What you need to do: From the line below that contains "u.email, u.display_name, u.created_at" to the line that contains "the number removed.", repeat every line exactly, both ends included, and nothing else.

********

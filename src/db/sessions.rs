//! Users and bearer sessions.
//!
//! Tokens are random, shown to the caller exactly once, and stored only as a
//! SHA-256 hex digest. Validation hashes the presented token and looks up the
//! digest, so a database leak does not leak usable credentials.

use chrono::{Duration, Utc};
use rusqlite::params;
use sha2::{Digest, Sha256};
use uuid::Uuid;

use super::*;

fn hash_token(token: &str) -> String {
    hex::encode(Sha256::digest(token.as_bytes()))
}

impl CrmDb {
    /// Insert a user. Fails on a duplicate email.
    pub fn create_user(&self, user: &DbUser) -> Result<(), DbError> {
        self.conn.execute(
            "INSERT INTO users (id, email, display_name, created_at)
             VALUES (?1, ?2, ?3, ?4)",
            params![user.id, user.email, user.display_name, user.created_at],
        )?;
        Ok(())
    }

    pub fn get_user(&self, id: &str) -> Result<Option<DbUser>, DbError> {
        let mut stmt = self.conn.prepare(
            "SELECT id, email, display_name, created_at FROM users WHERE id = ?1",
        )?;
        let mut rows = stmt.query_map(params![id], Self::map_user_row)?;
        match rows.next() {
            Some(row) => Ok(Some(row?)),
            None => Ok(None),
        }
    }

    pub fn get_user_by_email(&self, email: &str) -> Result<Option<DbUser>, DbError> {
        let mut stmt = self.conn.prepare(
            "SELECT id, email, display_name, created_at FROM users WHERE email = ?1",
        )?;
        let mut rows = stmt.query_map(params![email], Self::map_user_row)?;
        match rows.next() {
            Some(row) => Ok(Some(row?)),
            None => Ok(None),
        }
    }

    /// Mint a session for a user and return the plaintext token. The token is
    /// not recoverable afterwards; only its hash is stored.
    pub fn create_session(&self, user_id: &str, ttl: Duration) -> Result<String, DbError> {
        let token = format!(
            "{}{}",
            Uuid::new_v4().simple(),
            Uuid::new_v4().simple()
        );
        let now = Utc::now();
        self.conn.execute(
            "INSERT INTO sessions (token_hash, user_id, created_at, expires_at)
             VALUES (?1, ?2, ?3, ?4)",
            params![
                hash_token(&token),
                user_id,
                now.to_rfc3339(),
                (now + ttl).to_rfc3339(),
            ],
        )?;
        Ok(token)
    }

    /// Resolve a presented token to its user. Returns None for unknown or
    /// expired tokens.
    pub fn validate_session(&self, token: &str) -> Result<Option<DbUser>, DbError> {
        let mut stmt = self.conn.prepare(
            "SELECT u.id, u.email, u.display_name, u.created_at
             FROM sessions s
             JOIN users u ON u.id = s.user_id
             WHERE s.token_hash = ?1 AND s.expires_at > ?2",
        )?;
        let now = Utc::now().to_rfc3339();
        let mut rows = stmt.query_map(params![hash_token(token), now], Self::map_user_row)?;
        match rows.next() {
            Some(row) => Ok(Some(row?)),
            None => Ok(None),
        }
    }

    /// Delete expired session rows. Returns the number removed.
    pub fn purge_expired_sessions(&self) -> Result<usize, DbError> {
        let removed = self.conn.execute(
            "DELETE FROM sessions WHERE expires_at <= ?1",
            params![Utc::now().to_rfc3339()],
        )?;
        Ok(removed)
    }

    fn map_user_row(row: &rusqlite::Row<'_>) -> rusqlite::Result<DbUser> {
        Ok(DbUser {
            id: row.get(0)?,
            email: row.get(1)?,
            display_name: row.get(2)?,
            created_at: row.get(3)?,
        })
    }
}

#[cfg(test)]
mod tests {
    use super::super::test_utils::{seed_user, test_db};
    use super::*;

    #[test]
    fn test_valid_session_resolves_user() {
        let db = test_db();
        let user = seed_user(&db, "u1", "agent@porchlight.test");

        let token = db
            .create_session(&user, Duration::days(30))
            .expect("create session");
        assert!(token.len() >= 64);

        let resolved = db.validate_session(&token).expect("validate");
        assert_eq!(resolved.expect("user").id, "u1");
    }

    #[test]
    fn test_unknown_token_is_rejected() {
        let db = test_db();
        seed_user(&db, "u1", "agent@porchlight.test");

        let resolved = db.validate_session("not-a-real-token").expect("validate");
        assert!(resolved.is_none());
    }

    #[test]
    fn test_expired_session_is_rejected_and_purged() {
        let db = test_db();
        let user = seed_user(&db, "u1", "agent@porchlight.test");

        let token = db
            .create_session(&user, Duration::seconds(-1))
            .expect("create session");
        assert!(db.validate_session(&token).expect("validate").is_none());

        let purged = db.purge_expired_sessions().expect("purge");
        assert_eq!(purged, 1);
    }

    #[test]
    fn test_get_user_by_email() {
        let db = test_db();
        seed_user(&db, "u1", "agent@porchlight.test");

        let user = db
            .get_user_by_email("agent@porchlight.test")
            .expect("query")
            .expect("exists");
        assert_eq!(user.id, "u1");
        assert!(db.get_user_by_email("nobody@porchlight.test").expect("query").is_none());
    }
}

********

Solution for this task:
            "SELECT u.id, u.email, u.display_name, u.created_at
             FROM sessions s
             JOIN users u ON u.id = s.user_id
             WHERE s.token_hash = ?1 AND s.expires_at > ?2",
        )?;
        let now = Utc::now().to_rfc3339();
        let mut rows = stmt.query_map(params![hash_token(token), now], Self::map_user_row)?;
        match rows.next() {
            Some(row) => Ok(Some(row?)),
            None => Ok(None),
        }
    }

    /// Delete expired session rows. Returns the number removed.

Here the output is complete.